Task to carry out
Please find all lines in the data that hold the string "entry" and copy them.

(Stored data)
▼▼▼

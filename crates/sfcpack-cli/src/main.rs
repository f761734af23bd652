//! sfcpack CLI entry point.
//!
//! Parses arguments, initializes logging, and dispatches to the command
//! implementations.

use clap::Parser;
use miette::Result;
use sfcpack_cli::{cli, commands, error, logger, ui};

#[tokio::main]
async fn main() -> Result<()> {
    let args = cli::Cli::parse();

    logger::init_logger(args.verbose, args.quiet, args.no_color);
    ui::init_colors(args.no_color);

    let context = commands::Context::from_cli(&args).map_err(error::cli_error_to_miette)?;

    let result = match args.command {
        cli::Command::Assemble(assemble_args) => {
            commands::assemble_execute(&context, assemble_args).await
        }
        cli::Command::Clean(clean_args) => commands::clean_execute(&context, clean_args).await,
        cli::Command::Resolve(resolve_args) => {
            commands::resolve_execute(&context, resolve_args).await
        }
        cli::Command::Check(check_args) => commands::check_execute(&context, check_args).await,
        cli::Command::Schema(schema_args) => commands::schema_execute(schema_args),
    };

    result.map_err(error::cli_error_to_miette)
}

▲▲▲
▼▼▼

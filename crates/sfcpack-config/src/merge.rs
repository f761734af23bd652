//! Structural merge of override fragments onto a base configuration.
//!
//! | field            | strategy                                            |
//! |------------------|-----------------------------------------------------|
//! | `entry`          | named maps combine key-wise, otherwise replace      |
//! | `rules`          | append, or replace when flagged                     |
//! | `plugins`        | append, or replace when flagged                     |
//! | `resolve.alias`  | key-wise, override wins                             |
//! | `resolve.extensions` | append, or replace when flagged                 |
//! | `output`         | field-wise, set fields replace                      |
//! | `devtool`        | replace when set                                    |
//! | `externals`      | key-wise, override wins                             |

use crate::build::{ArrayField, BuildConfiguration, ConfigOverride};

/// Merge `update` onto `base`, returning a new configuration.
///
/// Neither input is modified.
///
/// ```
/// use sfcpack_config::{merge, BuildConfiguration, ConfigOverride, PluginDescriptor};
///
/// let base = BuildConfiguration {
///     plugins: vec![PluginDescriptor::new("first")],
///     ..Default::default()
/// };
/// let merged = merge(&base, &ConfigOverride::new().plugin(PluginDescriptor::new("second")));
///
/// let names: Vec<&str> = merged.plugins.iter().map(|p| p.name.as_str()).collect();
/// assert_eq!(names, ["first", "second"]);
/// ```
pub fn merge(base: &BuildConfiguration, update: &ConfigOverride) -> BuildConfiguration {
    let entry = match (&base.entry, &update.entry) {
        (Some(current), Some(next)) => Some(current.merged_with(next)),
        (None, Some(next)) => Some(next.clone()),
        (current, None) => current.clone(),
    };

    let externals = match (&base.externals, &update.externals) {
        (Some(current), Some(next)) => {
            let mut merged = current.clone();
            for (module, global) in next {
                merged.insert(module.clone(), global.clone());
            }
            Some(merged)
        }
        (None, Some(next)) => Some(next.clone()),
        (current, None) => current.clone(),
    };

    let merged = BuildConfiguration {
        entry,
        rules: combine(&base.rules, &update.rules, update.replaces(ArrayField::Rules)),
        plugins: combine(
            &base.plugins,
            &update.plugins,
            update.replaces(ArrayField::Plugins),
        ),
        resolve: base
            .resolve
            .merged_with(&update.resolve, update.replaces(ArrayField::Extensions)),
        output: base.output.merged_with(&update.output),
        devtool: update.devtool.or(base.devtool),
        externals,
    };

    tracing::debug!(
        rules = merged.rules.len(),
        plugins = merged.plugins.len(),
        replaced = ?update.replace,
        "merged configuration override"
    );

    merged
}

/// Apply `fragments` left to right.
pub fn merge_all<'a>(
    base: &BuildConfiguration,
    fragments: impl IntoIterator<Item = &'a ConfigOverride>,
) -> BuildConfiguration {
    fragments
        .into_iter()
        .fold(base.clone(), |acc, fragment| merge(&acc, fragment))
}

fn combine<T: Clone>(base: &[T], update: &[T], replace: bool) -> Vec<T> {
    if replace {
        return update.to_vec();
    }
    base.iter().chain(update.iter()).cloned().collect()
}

▲▲▲

Exercise result
//! sfcpack CLI entry point.
//! | `entry`          | named maps combine key-wise, otherwise replace      |
    let entry = match (&base.entry, &update.entry) {
        entry,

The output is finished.